Kerman is the capital of the province of Kerman, in Iran. In 2011, it had a population of 734,441 inhabitants. It is located in the middle of a vast plain, 1,076 km south of Tehran, on the edge of the Dasht-e Lut (a large salt desert).
Kerman was founded as a defensive outpost, under the name of Behdesir, by Ardeshir I, founder of the Sassanid Empire, in the 3rd century AD. C. After the battle of Nihāvand of 642, the city was conquered by the Arab-Muslims. Initially the city's agreement is favorable to the Kharigites and the Zoroastrians to live fairly quietly but the
Kharigites were expelled in 698, and in 725 almost all of its population was now Muslim.
Already in the eighth century it was Kerman famous for its cashmere and other fabrics. The caliphate authority on the region was quite weak and in the tenth century the Buwayhids dominated the area, which kept control even when the region and the city fell into the hands of Mahmud of Ghazna at the end of the tenth century.

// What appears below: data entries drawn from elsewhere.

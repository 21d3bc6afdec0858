//! Error types for the connector domain.
//!
//! [`ReviewError`] and [`TriggerError`] are the failure vocabulary of the two
//! port traits; adapters map their transport-specific failures onto these
//! variants so the dispatch engine can apply its per-call-site policy without
//! knowing which HTTP library sits underneath.
//!
//! | Category | Examples | Policy |
//! |----------|----------|--------|
//! | Transport | connection refused, non-2xx, timeout | logged; call site decides |
//! | Protocol | missing JSON prefix, undecodable body | aborts the current item |
//! | Capacity | queue full | drop + warn (never an error value) |
//! | Configuration | missing flag | fatal at startup (binary only) |

use std::time::Duration;

use thiserror::Error;

/// Number of body bytes kept for diagnostics when a response is not valid.
pub const BODY_SNIPPET_LEN: usize = 100;

/// Failures of the review service port.
#[derive(Debug, Clone, PartialEq, Eq, Error)]
pub enum ReviewError {
    /// The request could not be delivered or no response was received.
    #[error("Review service request to {url} failed: {message}")]
    Transport {
        /// Request URL.
        url: String,
        /// Description of the transport failure.
        message: String,
    },

    /// The review service answered with a non-success status.
    #[error("Review service request to {url} returned status {status}")]
    Status {
        /// Request URL.
        url: String,
        /// HTTP status code.
        status: u16,
    },

    /// The response body did not start with the anti-hijack marker.
    #[error("Prefix {expected:?} not found, got {snippet}")]
    MissingJsonPrefix {
        /// The marker that was expected.
        expected: String,
        /// The first bytes of the body, for diagnostics.
        snippet: String,
    },

    /// The response body could not be decoded.
    #[error("Could not decode review service response: {message}")]
    Decode {
        /// Decoder error message.
        message: String,
    },

    /// The call did not complete within the configured bound.
    #[error("Review service call '{operation}' timed out after {after:?}")]
    Timeout {
        /// The port operation that timed out.
        operation: &'static str,
        /// The bound that elapsed.
        after: Duration,
    },
}

impl ReviewError {
    /// Builds a [`ReviewError::MissingJsonPrefix`] from the offending body,
    /// keeping at most [`BODY_SNIPPET_LEN`] bytes.
    pub fn missing_prefix(expected: &[u8], body: &[u8]) -> Self {
        let end = body.len().min(BODY_SNIPPET_LEN);
        Self::MissingJsonPrefix {
            expected: String::from_utf8_lossy(expected).into_owned(),
            snippet: String::from_utf8_lossy(&body[..end]).into_owned(),
        }
    }

    /// Returns `true` for failures of the exchange itself (as opposed to a
    /// response the connector could not understand).
    pub fn is_transport(&self) -> bool {
        matches!(
            self,
            ReviewError::Transport { .. } | ReviewError::Status { .. } | ReviewError::Timeout { .. }
        )
    }
}

/// Failures of the pipeline trigger port.
#[derive(Debug, Clone, PartialEq, Eq, Error)]
pub enum TriggerError {
    /// The pipeline reported that the check does not apply to this change.
    ///
    /// This is a sentinel, not a failure: the check executor reports
    /// [`crate::CheckStatus::Irrelevant`] for it.
    #[error("irrelevant")]
    Irrelevant,

    /// The request could not be delivered or no response was received.
    #[error("Trigger request to {url} failed: {message}")]
    Transport {
        /// Endpoint URL.
        url: String,
        /// Description of the transport failure.
        message: String,
    },

    /// The endpoint answered with a non-success status.
    #[error("Trigger request to {url} returned status {status}")]
    Status {
        /// Endpoint URL.
        url: String,
        /// HTTP status code.
        status: u16,
    },

    /// The endpoint answered with a JSON object of the wrong shape.
    #[error("Trigger response could not be decoded: {message}")]
    Decode {
        /// Decoder error.
        message: String,
    },

    /// The call did not complete within the configured bound.
    #[error("Trigger call timed out after {after:?}")]
    Timeout {
        /// The bound that elapsed.
        after: Duration,
    },
}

The name of Kerman was adopted in that century.
Kerman was submitted to Seljuk power in the eleventh and twelfth centuries, but remained in fact independent. When Marco Polo visited the city in 1271, it was transformed into an important commercial center, linked thanks to the Persian Gulf with the Khorasan and Central Asia.
Later, however, the city was repeatedly subjected to looting by various invaders.
In 1793 Lotf Ali Khan defeated the Qajar and in 1794 conquered Kerman. Soon after, he is besieged except for a Kerman for six months by Agha Mohammad Khan. When the city surrendered to Agha Mohammad Khan, the latter, irritated by the popular support that Lotf Ali Khan had received, had all the males slain or blinded them, and a pile of 20,000 eyes, enucleated by their orbits, was piled up in front of the winner. Women and children were enslaved and the city burned to the ground within 90 days of belligerent fury.
The city of Kerman was rebuilt in the nineteenth century a north of the old city but the city has not recovered its ancient grandeur until the twentieth century.